» Activity: Write out exactly what each line says, starting with the first line below and ending on the one with "AppError::NotFound(ref message) =>".

» Records for the task:
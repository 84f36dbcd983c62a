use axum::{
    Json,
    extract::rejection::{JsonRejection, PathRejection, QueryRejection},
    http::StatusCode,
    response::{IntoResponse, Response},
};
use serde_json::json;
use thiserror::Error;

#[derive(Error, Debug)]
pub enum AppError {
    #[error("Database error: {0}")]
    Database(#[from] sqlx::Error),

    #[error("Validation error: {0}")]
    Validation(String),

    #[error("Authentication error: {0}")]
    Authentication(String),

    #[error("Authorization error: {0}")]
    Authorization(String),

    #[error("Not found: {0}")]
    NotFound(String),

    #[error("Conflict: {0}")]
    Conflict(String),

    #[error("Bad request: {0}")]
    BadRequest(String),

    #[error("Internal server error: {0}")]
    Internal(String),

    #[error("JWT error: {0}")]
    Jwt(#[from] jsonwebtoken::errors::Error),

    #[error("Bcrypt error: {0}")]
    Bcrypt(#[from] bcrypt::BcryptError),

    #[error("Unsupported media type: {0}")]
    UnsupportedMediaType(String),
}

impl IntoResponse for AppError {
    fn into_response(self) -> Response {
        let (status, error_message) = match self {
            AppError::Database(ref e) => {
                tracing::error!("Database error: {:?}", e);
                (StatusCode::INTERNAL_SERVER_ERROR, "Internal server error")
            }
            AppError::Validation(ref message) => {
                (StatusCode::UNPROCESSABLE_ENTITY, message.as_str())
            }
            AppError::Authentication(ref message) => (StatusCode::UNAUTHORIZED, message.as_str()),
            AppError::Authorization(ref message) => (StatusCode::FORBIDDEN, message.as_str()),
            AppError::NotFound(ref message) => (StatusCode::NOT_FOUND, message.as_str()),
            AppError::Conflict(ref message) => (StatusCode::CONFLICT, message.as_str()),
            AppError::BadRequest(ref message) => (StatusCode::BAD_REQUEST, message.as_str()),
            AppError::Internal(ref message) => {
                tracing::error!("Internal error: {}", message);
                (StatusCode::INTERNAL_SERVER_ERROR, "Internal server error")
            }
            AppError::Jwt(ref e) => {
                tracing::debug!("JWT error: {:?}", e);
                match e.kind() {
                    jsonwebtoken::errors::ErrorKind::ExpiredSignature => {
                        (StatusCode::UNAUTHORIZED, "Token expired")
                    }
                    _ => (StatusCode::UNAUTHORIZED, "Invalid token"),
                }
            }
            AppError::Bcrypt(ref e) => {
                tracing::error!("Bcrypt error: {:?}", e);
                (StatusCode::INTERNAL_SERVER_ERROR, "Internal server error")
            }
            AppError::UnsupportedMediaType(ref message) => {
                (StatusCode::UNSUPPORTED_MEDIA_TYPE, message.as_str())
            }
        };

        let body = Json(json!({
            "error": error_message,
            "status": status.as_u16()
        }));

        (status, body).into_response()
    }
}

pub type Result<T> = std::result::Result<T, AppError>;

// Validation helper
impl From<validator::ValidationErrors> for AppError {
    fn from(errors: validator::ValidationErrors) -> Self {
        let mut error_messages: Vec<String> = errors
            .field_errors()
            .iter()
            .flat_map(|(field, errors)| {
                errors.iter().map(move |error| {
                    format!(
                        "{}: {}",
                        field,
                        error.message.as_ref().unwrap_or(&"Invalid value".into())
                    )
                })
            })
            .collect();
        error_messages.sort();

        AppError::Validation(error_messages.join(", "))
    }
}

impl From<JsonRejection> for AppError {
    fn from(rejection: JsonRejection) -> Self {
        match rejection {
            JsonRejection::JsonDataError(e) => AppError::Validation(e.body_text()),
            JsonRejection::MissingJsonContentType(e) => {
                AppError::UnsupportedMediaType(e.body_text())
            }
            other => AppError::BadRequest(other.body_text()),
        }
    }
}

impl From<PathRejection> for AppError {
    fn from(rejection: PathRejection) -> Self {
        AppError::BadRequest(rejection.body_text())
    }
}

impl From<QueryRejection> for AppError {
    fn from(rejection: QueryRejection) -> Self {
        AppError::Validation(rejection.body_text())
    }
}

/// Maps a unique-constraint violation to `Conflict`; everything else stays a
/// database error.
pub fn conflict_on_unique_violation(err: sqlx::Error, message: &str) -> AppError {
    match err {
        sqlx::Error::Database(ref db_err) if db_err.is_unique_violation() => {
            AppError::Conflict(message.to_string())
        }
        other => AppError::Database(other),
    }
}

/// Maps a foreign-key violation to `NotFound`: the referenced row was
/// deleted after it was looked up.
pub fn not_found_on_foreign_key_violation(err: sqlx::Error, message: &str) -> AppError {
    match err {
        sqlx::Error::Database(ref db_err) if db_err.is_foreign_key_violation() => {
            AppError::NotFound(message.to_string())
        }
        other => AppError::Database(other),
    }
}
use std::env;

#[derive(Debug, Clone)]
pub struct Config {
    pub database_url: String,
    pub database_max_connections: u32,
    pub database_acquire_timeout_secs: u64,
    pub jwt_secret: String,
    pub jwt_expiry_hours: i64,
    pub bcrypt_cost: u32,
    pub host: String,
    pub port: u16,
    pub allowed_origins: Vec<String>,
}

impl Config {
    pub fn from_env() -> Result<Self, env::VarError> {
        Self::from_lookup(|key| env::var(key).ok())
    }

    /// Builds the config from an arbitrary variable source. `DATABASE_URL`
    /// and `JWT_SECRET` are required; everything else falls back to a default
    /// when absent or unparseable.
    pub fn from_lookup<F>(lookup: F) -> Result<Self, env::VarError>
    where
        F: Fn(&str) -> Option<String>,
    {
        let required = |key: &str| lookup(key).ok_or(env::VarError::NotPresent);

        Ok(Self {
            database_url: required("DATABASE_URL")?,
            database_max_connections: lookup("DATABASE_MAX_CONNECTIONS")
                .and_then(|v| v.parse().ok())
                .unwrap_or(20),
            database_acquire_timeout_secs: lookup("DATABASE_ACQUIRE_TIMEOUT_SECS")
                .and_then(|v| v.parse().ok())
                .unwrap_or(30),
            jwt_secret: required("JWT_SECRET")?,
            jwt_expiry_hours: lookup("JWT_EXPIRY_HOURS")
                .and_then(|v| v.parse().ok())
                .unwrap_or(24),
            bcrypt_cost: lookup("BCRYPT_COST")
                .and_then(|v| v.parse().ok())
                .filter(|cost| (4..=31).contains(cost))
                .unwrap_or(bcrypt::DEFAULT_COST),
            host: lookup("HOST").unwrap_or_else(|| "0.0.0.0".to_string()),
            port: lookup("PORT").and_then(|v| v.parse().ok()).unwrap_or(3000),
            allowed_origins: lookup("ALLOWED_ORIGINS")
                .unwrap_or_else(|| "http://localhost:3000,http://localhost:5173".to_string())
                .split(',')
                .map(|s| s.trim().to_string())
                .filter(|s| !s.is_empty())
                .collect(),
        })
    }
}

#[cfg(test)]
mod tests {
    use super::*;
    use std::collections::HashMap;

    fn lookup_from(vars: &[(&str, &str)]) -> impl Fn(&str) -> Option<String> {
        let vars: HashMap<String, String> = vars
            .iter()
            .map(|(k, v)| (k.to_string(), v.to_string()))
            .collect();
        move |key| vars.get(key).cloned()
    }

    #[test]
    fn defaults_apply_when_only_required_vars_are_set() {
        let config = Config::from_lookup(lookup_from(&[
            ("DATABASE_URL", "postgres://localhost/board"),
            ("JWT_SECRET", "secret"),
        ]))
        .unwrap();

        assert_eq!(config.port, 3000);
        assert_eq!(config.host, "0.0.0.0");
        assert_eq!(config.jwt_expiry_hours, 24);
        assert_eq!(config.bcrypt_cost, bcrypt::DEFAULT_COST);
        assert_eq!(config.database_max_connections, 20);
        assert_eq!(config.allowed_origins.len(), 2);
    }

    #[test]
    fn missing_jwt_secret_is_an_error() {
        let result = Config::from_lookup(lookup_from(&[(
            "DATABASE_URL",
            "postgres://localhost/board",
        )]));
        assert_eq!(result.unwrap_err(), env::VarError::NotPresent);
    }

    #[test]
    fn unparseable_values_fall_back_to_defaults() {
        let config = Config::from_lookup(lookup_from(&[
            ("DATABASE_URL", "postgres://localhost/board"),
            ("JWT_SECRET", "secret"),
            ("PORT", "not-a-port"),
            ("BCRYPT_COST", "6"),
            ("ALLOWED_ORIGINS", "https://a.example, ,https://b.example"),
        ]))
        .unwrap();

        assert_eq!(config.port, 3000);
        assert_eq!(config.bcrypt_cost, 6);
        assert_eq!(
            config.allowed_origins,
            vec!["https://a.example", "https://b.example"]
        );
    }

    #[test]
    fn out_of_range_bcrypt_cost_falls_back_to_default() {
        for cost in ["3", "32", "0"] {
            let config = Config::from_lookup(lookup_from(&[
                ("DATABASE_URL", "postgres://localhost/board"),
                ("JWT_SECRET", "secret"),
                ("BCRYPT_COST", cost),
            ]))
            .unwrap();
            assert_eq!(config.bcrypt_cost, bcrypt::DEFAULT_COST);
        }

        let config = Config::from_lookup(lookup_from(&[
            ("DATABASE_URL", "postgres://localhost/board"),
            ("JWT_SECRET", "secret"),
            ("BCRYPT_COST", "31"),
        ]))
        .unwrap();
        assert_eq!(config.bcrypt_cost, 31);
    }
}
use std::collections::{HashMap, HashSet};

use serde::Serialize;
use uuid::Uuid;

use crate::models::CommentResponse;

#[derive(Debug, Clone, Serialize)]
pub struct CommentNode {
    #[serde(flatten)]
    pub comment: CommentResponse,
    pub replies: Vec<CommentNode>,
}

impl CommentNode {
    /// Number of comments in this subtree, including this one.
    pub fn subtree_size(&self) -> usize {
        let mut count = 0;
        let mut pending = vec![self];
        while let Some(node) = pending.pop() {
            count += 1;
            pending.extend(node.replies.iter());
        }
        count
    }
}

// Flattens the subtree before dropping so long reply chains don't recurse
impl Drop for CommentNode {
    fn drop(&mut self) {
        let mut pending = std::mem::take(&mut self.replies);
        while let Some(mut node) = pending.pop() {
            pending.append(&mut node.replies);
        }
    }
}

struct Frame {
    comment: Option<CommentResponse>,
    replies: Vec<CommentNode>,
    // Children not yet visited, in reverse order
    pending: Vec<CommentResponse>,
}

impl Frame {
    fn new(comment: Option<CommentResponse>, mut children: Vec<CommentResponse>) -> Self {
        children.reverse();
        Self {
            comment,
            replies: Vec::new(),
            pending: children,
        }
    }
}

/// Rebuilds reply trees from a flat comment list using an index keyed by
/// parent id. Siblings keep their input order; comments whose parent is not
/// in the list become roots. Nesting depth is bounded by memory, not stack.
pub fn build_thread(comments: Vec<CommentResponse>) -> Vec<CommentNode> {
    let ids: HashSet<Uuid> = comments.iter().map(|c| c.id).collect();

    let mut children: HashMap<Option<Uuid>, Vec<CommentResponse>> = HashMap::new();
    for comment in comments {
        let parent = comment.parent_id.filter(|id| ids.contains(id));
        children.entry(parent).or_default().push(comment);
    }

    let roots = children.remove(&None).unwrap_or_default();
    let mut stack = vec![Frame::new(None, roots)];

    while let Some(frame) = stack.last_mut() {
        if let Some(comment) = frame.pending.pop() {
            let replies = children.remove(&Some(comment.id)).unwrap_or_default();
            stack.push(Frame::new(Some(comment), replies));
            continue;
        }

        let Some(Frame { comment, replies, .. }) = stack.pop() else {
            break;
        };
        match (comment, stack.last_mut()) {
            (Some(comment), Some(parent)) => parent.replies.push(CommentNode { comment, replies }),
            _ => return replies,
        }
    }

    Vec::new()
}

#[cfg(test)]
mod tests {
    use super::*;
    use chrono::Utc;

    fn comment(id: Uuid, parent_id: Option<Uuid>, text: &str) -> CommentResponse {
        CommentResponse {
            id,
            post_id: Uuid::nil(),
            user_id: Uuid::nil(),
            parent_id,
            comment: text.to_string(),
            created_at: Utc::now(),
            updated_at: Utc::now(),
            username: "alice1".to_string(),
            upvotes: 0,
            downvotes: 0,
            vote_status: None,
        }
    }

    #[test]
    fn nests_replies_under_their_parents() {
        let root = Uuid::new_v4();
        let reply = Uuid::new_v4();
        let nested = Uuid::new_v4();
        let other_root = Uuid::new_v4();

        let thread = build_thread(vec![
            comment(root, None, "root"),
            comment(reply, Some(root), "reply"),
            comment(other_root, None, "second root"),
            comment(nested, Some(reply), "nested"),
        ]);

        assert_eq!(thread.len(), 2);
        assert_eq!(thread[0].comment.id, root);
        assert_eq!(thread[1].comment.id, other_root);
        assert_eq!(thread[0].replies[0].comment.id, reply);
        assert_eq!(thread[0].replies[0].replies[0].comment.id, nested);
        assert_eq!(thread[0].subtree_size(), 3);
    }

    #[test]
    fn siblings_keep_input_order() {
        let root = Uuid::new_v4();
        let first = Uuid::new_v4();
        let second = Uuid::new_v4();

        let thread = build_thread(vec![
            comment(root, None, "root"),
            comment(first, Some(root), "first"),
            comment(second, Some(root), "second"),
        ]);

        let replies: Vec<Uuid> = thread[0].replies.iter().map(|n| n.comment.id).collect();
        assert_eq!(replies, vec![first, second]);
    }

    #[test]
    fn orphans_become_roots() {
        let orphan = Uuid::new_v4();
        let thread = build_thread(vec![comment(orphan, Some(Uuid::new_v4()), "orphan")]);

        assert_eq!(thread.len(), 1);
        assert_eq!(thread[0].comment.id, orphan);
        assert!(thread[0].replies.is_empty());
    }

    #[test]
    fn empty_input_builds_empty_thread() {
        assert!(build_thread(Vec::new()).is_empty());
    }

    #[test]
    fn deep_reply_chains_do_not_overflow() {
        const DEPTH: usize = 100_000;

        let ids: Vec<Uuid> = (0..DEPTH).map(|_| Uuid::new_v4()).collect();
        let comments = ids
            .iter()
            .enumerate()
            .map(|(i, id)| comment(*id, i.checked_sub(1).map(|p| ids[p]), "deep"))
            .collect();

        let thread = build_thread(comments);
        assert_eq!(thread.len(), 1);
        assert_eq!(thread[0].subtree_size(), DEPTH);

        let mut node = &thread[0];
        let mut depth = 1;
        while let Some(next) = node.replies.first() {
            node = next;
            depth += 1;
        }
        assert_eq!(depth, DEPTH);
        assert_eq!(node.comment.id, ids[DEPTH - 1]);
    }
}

» Completed exercise:
repository 84f36dbcd983c62a
use axum::{
    Json,
    extract::rejection::{JsonRejection, PathRejection, QueryRejection},
    http::StatusCode,
    response::{IntoResponse, Response},
};
use serde_json::json;
use thiserror::Error;

#[derive(Error, Debug)]
pub enum AppError {
    #[error("Database error: {0}")]
    Database(#[from] sqlx::Error),

    #[error("Validation error: {0}")]
    Validation(String),

    #[error("Authentication error: {0}")]
    Authentication(String),

    #[error("Authorization error: {0}")]
    Authorization(String),

    #[error("Not found: {0}")]
    NotFound(String),

    #[error("Conflict: {0}")]
    Conflict(String),

    #[error("Bad request: {0}")]
    BadRequest(String),

    #[error("Internal server error: {0}")]
    Internal(String),

    #[error("JWT error: {0}")]
    Jwt(#[from] jsonwebtoken::errors::Error),

    #[error("Bcrypt error: {0}")]
    Bcrypt(#[from] bcrypt::BcryptError),

    #[error("Unsupported media type: {0}")]
    UnsupportedMediaType(String),
}

impl IntoResponse for AppError {
    fn into_response(self) -> Response {
        let (status, error_message) = match self {
            AppError::Database(ref e) => {
                tracing::error!("Database error: {:?}", e);
                (StatusCode::INTERNAL_SERVER_ERROR, "Internal server error")
            }
            AppError::Validation(ref message) => {
                (StatusCode::UNPROCESSABLE_ENTITY, message.as_str())
            }
            AppError::Authentication(ref message) => (StatusCode::UNAUTHORIZED, message.as_str()),
            AppError::Authorization(ref message) => (StatusCode::FORBIDDEN, message.as_str()),
            AppError::NotFound(ref message) => (StatusCode::NOT_FOUND, message.as_str()),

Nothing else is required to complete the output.